The station posted a loss of $1.9 million on revenue of $2.4 million for the year to March 2019. In June 2020, it was sold for $11 million to Sports Entertainment Network.

===Church thanksgiving===
On 18 February 2007, a thanksgiving service to celebrate 2CH's 75 years of broadcasting was held at St Andrew's Anglican Cathedral commencing at 2 pm. The Reverend Peter Jensen, the Anglican Archbishop of Sydney presided with Rev. Dr. Ross Clifford preaching.

=== Transition to 'DAB+ only' radio station and final end ===
In August 2020 after the station was purchased by Pacific Star, it was announced that 2CH would be switching to only broadcasting on digital radio. 2CH was heard on DAB+ radio until 10 June 2022, after briefly simulcasting on DAB+ and 1170 kHz in the AM broadcast band. The station used be live-streamed over the internet until the station demise.

Although not the first 'DAB+ only' radio station in Australia, 2CH was probably the first to transition by relinquishing its AM radio frequency allocation.

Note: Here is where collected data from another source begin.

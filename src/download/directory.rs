//! Saves artifacts into a local directory.
//!
//! Inline (`data:`) artifacts are decoded and written directly; URL artifacts
//! are fetched from the rendering server first. Every write goes through a
//! temporary file in the target directory, persisted only once complete.

use super::{Delivery, DownloadSink};
use crate::export::{ArtifactSource, DataUri, DownloadArtifact};
use crate::utils::config::{DEFAULT_HTTP_TIMEOUT, FALLBACK_DOWNLOAD_NAME};
use crate::utils::error::DownloadError;
use log::{debug, info};
use reqwest::blocking::Client;
use reqwest::header::CONTENT_DISPOSITION;
use std::io::Write;
use std::path::{Path, PathBuf};
use std::time::Duration;
use tempfile::NamedTempFile;
use url::Url;

/// Download sink writing into `dir`
pub struct DirectoryDownloader {
    dir: PathBuf,
    client: Client,
}

impl DirectoryDownloader {
    /// Create a downloader with the default HTTP timeout
    pub fn new(dir: impl Into<PathBuf>) -> Result<Self, DownloadError> {
        Self::with_timeout(dir, DEFAULT_HTTP_TIMEOUT)
    }

    /// Create a downloader with a custom HTTP timeout
    pub fn with_timeout(dir: impl Into<PathBuf>, timeout: Duration) -> Result<Self, DownloadError> {
        let client = Client::builder()
            .timeout(timeout)
            .build()
            .map_err(DownloadError::RequestFailed)?;

        Ok(Self {
            dir: dir.into(),
            client,
        })
    }

    pub fn dir(&self) -> &Path {
        &self.dir
    }

    fn save_inline(&self, uri: &DataUri, name: Option<String>) -> Result<Delivery, DownloadError> {
        let bytes = uri.decode()?;
        let name = name.unwrap_or_else(|| FALLBACK_DOWNLOAD_NAME.to_string());
        self.save(&name, &bytes)
    }

    fn fetch(&self, url: &Url, name: Option<String>) -> Result<Delivery, DownloadError> {
        info!("Fetching {}", url);

        let response = self
            .client
            .get(url.clone())
            .send()
            .map_err(DownloadError::RequestFailed)?;

        let status = response.status();
        if !status.is_success() {
            return Err(DownloadError::HttpStatus {
                status: status.as_u16(),
                url: url.to_string(),
            });
        }

        let name = name
            .or_else(|| {
                response
                    .headers()
                    .get(CONTENT_DISPOSITION)
                    .and_then(|v| v.to_str().ok())
                    .and_then(disposition_filename)
            })
            .or_else(|| last_path_segment(url))
            .unwrap_or_else(|| FALLBACK_DOWNLOAD_NAME.to_string());

        let body = response.bytes().map_err(DownloadError::RequestFailed)?;
        self.save(&name, &body)
    }

    fn save(&self, name: &str, bytes: &[u8]) -> Result<Delivery, DownloadError> {
        let name = sanitize_file_name(name)?;

        if !self.dir.exists() {
            debug!("Creating output directory: {}", self.dir.display());
            std::fs::create_dir_all(&self.dir).map_err(|e| {
                DownloadError::InvalidPath(format!(
                    "Cannot create directory {}: {}",
                    self.dir.display(),
                    e
                ))
            })?;
        }

        let target = self.dir.join(name);
        if target.is_dir() {
            return Err(DownloadError::InvalidPath(format!(
                "Path is a directory: {}",
                target.display()
            )));
        }

        // Dropped (and removed) on any early return below
        let mut tmp = NamedTempFile::new_in(&self.dir)?;
        tmp.write_all(bytes)?;
        tmp.flush()?;
        tmp.persist(&target)
            .map_err(|e| DownloadError::WriteFailed(e.error))?;

        info!("Saved {} ({} bytes)", target.display(), bytes.len());

        Ok(Delivery {
            path: target,
            bytes: bytes.len() as u64,
        })
    }
}

impl DownloadSink for DirectoryDownloader {
    fn trigger_download(&self, artifact: &DownloadArtifact) -> Result<Delivery, DownloadError> {
        match &artifact.source {
            ArtifactSource::DataUri(uri) => self.save_inline(uri, artifact.download_name()),
            ArtifactSource::Url(url) => self.fetch(url, artifact.download_name()),
        }
    }
}

/// Reduce a suggested name to a single safe path component
fn sanitize_file_name(name: &str) -> Result<&str, DownloadError> {
    let name = name
        .rsplit(&['/', '\\'][..])
        .next()
        .unwrap_or_default()
        .trim();

    if name.is_empty() || name == "." || name == ".." {
        return Err(DownloadError::InvalidPath(format!(
            "Unusable file name: '{}'",
            name
        )));
    }

    Ok(name)
}

/// `filename` parameter of a `Content-Disposition` header
fn disposition_filename(header: &str) -> Option<String> {
    header
        .split(';')
        .filter_map(|part| part.trim().strip_prefix("filename="))
        .map(|value| value.trim().trim_matches('"').to_string())
        .find(|value| !value.is_empty())
}

fn last_path_segment(url: &Url) -> Option<String> {
    url.path_segments()?
        .filter(|s| !s.is_empty())
        .last()
        .map(str::to_string)
}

Trevor Sinclair broadcast his final show on the AM broadcast band from Midday-7pm on 22 October 2020. Chris Kearns broadcast his show on both AM and DAB+ until midnight 22 October 2020, when the AM frequency 1170 kHz was taken over by 1170 SEN, carrying a dedicated sports broadcasting network, known as the Sports Entertainment Network. At 6 pm on 10 June 2022, 2CH left the airwaves for the final time with Jane Nield as the last live announcer. This follows an 18 month legacy after the Sports Entertainment Network purchased the station in 2020, and an unsuccessful DAB+ trial.

The former 2CH medium wave frequency, 1170 kHz, is now used by SEN 1170.

Veteran radio presenter Bob Rogers worked at the station, from 1995 until he retired in early October 2020, at the age of 93.